The “Teatro Principal” series is part of the donation of 105 drawings and watercolors that the companion of Amable Arias (1927-1984), Maru Rizo, made to the San Telmo Museum last year, of which 79 are now exhibited along with 29 photographs by dedicated artists.
a youth locked up
Amable Arias arrived in San Sebastián from Bembibre (León) in 1942 six years after the accident that destroyed his pelvis, forcing him to depend on crutches for the rest of his life, and led him to spend his youth confined at home.
After the abandonment of her husband, an abusive man who showed animosity towards her son, the mother of Amable Arias began working in 1951 in the cloakroom of the Teatro Principal. While she helps her with some tasks, the young man had the opportunity to see up close the artists who take the stage.
“I went to the stage because the world behind the scenes attracted me: actresses, actors, comedians, singers, dancers, girls and a very long range of fantasy lights,” Arias himself collects in one of the four unpublished writings about his experiences. which is included in the exhibition catalogue.
Between 1955 and 1959 Arias, whose academic training goes back to the painting classes he had received from Ascensio Martiarena, produced artists’ drawings and watercolors.
Show business portraits
They are portraits “without physiological traits” but that reveal “an exceptional ability to capture attitudes and gestures”, pointed out the curator of the exhibition, Miguel Lertxundi, at the presentation of the sample.
“The one at the Teatro Principal is a foundational series by Arias” in which one begins to glimpse what his work will be, has pointed out Lertxundi, who believes that the experience and closeness to the world of theater provided the creator with the critical spirit that imbued his works later.

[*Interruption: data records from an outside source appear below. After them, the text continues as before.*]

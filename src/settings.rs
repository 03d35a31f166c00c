use figment::{
    providers::{Env, Format, Serialized, Toml},
    Figment,
};
use serde::{Deserialize, Serialize};

use crate::{
    args::EspRestMapArgs,
    constants::{CONFIG_FILE, DEFAULT_API_PORT},
    dashboard::Flavor,
};

#[derive(Debug, Default, Serialize, Deserialize, PartialEq, Eq)]
pub struct Settings {
    pub device: DeviceSettings,
    pub probe: ProbeSettings,
    pub dashboard: DashboardSettings,
    /// Overrides the `http://<host>` base of the device's web server
    pub base_url: Option<String>,
    /// Only print summary lines and the execution time
    pub timed: bool,
}

impl Settings {
    /// Configuration layered with the given command line arguments on top
    pub fn new(args: &EspRestMapArgs) -> Result<Self, figment::Error> {
        args.apply(Self::figment(args.config.as_deref())).extract()
    }

    /// Defaults, then the config file, then the environment
    pub fn figment(config: Option<&str>) -> Figment {
        Figment::from(Serialized::defaults(Self::default()))
            .merge(Toml::file(config.unwrap_or(CONFIG_FILE)))
            .merge(Env::raw().map(|k| {
                let key = k.as_str().to_lowercase();
                match ["device", "probe", "dashboard"]
                    .into_iter()
                    .find(|section| key.starts_with(&format!("{}_", section)))
                {
                    Some(section) => format!("{}.{}", section, &key[section.len() + 1..]).into(),
                    None => key.into(),
                }
            }))
    }

    pub fn base_url(&self) -> String {
        self.base_url
            .clone()
            .unwrap_or_else(|| format!("http://{}", self.device.host))
    }
}

#[derive(Debug, Serialize, Deserialize, PartialEq, Eq)]
pub struct DeviceSettings {
    pub host: String,
    pub port: u16,
    pub encryption_key: Option<String>,
    pub password: Option<String>,
    /// JSON dump of the device's info and entities
    pub snapshot: Option<String>,
}

impl Default for DeviceSettings {
    fn default() -> Self {
        Self {
            host: "localhost".into(),
            port: DEFAULT_API_PORT,
            encryption_key: None,
            password: None,
            snapshot: None,
        }
    }
}

#[derive(Debug, Default, Clone, Serialize, Deserialize, PartialEq, Eq)]
pub struct ProbeSettings {
    pub enabled: bool,
}

#[derive(Debug, Default, Clone, Serialize, Deserialize, PartialEq, Eq)]
pub struct DashboardSettings {
    pub flavor: Option<Flavor>,
    pub output_dir: Option<String>,
}

impl DashboardSettings {
    /// Flavor and output directory, if dashboard generation was requested
    pub fn target(&self) -> Option<(Flavor, &str)> {
        match (self.flavor, self.output_dir.as_deref()) {
            (Some(flavor), Some(dir)) => Some((flavor, dir)),
            (None, Some(dir)) => Some((Flavor::default(), dir)),
            _ => None,
        }
    }
}
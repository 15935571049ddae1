//! Post interaction endpoints: likes and comments.

use axum::{
    Json, Router,
    extract::{Path, State},
    routing::{delete, post},
};
use fitfeed_common::AppResult;
use fitfeed_db::entities::comment;
use serde::{Deserialize, Serialize};
use validator::Validate;

use crate::{extractors::AuthUser, middleware::AppState, response::ApiResponse};

/// Like state response.
#[derive(Serialize)]
pub struct LikeResponse {
    pub post_id: String,
    pub liked: bool,
}

/// Like a post.
async fn like_post(
    AuthUser(user): AuthUser,
    State(state): State<AppState>,
    Path(post_id): Path<String>,
) -> AppResult<ApiResponse<LikeResponse>> {
    state.post_service.like(&user, &post_id).await?;
    Ok(ApiResponse::ok(LikeResponse {
        post_id,
        liked: true,
    }))
}

/// Remove a like from a post.
async fn unlike_post(
    AuthUser(user): AuthUser,
    State(state): State<AppState>,
    Path(post_id): Path<String>,
) -> AppResult<ApiResponse<LikeResponse>> {
    state.post_service.unlike(&user.id, &post_id).await?;
    Ok(ApiResponse::ok(LikeResponse {
        post_id,
        liked: false,
    }))
}

/// Create comment request.
#[derive(Debug, Deserialize, Validate)]
pub struct CreateCommentRequest {
    #[validate(length(min = 1, max = 2000, message = "content must be 1-2000 characters"))]
    pub content: String,
    /// Set to reply to an existing comment on the same post
    pub parent_comment_id: Option<String>,
}

/// Comment response.
#[derive(Serialize)]
pub struct CommentResponse {
    pub id: String,
    pub post_id: String,
    pub user_id: String,
    #[serde(skip_serializing_if = "Option::is_none")]
    pub parent_comment_id: Option<String>,
    pub content: String,
    pub created_at: String,
}

impl From<comment::Model> for CommentResponse {
    fn from(c: comment::Model) -> Self {
        Self {
            id: c.id,
            post_id: c.post_id,
            user_id: c.user_id,
            parent_comment_id: c.parent_comment_id,
            content: c.content,
            created_at: c.created_at.to_rfc3339(),
        }
    }
}

/// Comment on a post (or reply to a comment).
async fn create_comment(
    AuthUser(user): AuthUser,
    State(state): State<AppState>,
    Path(post_id): Path<String>,
    Json(req): Json<CreateCommentRequest>,
) -> AppResult<ApiResponse<CommentResponse>> {
    req.validate()?;

    let created = state
        .post_service
        .comment(&user, &post_id, &req.content, req.parent_comment_id)
        .await?;
    Ok(ApiResponse::ok(created.into()))
}

/// Delete a comment (owner only).
async fn delete_comment(
    AuthUser(user): AuthUser,
    State(state): State<AppState>,
    Path(comment_id): Path<String>,
) -> AppResult<ApiResponse<()>> {
    state.post_service.delete_comment(&user.id, &comment_id).await?;
    Ok(ApiResponse::ok(()))
}

pub fn router() -> Router<AppState> {
    Router::new()
        .route("/posts/{id}/like", post(like_post).delete(unlike_post))
        .route("/posts/{id}/comments", post(create_comment))
        .route("/comments/{id}", delete(delete_comment))
}
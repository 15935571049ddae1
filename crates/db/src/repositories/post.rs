//! Post repository.

use std::sync::Arc;

use crate::entities::{Post, post};
use fitfeed_common::{AppError, AppResult};
use sea_orm::sea_query::Expr;
use sea_orm::{ActiveModelTrait, ColumnTrait, DatabaseConnection, EntityTrait, QueryFilter};

/// Post repository for database operations.
#[derive(Clone)]
pub struct PostRepository {
    db: Arc<DatabaseConnection>,
}

impl PostRepository {
    /// Create a new post repository.
    #[must_use]
    pub const fn new(db: Arc<DatabaseConnection>) -> Self {
        Self { db }
    }

    /// Find a post by ID.
    pub async fn find_by_id(&self, id: &str) -> AppResult<Option<post::Model>> {
        Post::find_by_id(id)
            .one(self.db.as_ref())
            .await
            .map_err(|e| AppError::Database(e.to_string()))
    }

    /// Get a post by ID or return an error.
    pub async fn get_by_id(&self, id: &str) -> AppResult<post::Model> {
        self.find_by_id(id)
            .await?
            .ok_or_else(|| AppError::PostNotFound(id.to_string()))
    }

    /// Create a new post.
    pub async fn create(&self, model: post::ActiveModel) -> AppResult<post::Model> {
        model
            .insert(self.db.as_ref())
            .await
            .map_err(|e| AppError::Database(e.to_string()))
    }

    /// Atomically adjust the like counter by +1 or -1 (never below zero).
    pub async fn adjust_like_count(&self, post_id: &str, delta: i32) -> AppResult<()> {
        self.adjust_counter(post_id, post::Column::LikeCount, delta)
            .await
    }

    /// Atomically adjust the comment counter by +1 or -1 (never below zero).
    pub async fn adjust_comment_count(&self, post_id: &str, delta: i32) -> AppResult<()> {
        self.adjust_counter(post_id, post::Column::CommentCount, delta)
            .await
    }

    async fn adjust_counter(
        &self,
        post_id: &str,
        column: post::Column,
        delta: i32,
    ) -> AppResult<()> {
        let expr = if delta > 0 {
            Expr::col(column).add(delta)
        } else {
            Expr::col(column).sub(-delta)
        };
        let mut update = Post::update_many()
            .col_expr(column, expr)
            .filter(post::Column::Id.eq(post_id));
        if delta < 0 {
            update = update.filter(column.gt(0));
        }
        update
            .exec(self.db.as_ref())
            .await
            .map_err(|e| AppError::Database(e.to_string()))?;
        Ok(())
    }
}

#[cfg(test)]
#[allow(clippy::unwrap_used)]
mod tests {
    use super::*;
    use chrono::Utc;
    use sea_orm::{DatabaseBackend, MockDatabase, MockExecResult};

    fn create_test_post(id: &str, user_id: &str) -> post::Model {
        post::Model {
            id: id.to_string(),
            user_id: user_id.to_string(),
            content: "Leg day".to_string(),
            duration_minutes: Some(45),
            calories: Some(320),
            like_count: 0,
            comment_count: 0,
            created_at: Utc::now().into(),
        }
    }

    #[tokio::test]
    async fn test_get_by_id_found() {
        let post = create_test_post("post1", "user1");

        let db = Arc::new(
            MockDatabase::new(DatabaseBackend::Postgres)
                .append_query_results([[post.clone()]])
                .into_connection(),
        );

        let repo = PostRepository::new(db);
        let result = repo.get_by_id("post1").await.unwrap();

        assert_eq!(result.user_id, "user1");
    }

    #[tokio::test]
    async fn test_get_by_id_not_found() {
        let db = Arc::new(
            MockDatabase::new(DatabaseBackend::Postgres)
                .append_query_results([Vec::<post::Model>::new()])
                .into_connection(),
        );

        let repo = PostRepository::new(db);
        let result = repo.get_by_id("missing").await;

        assert!(matches!(result, Err(AppError::PostNotFound(_))));
    }

    #[tokio::test]
    async fn test_adjust_like_count() {
        let db = Arc::new(
            MockDatabase::new(DatabaseBackend::Postgres)
                .append_exec_results([
                    MockExecResult {
                        last_insert_id: 0,
                        rows_affected: 1,
                    },
                    MockExecResult {
                        last_insert_id: 0,
                        rows_affected: 1,
                    },
                ])
                .into_connection(),
        );

        let repo = PostRepository::new(db);
        assert!(repo.adjust_like_count("post1", 1).await.is_ok());
        assert!(repo.adjust_like_count("post1", -1).await.is_ok());
    }
}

In those years, the Teatro Principal offered a heterogeneous program that included cinema, opera, theater, classical dance and Spanish dance, but the “queen of shows was the magazine”, Lertxundi pointed out.
The magazine years
“A very elastic genre that included different numbers in which the undisputed star was the vedette, women full of sensuality and eroticism”, he stated.
The first of the four parts in which the exhibition is distributed is focused on them, which includes photos dedicated to Amable Arias and portraits of Lina Morgan when she represented San Sebastián in 1957 “Mujeres o diosas” and of Queta Claver.
The pieces are made on low-quality paper, since Amable Arias did not have the resources to buy better materials and reserved good paper for black ink drawings, according to the author himself in the writings included in the catalogue.
The “Actors and comedians” section, which includes the portraits that Arias made of Sáenz de Heredia, Antonio Casal and other artists of the time, gives way to a section dedicated to comedians such as Cassen and dedicated photos of stars such as Imperio Argentina and Antonio Machin. .
The exhibition closes with a series dedicated to the Teatro Principal, which includes watercolors by ushers such as Ana Mari Vidaurre, who had a protective attitude towards Amable Arias, tailors and other professions.
A note on the orchestra pit “forgetting perspective” is one of the pieces in which the character that Amable Arias developed in his work in the 1960s is “most recognizable”, Lertxundi has assured.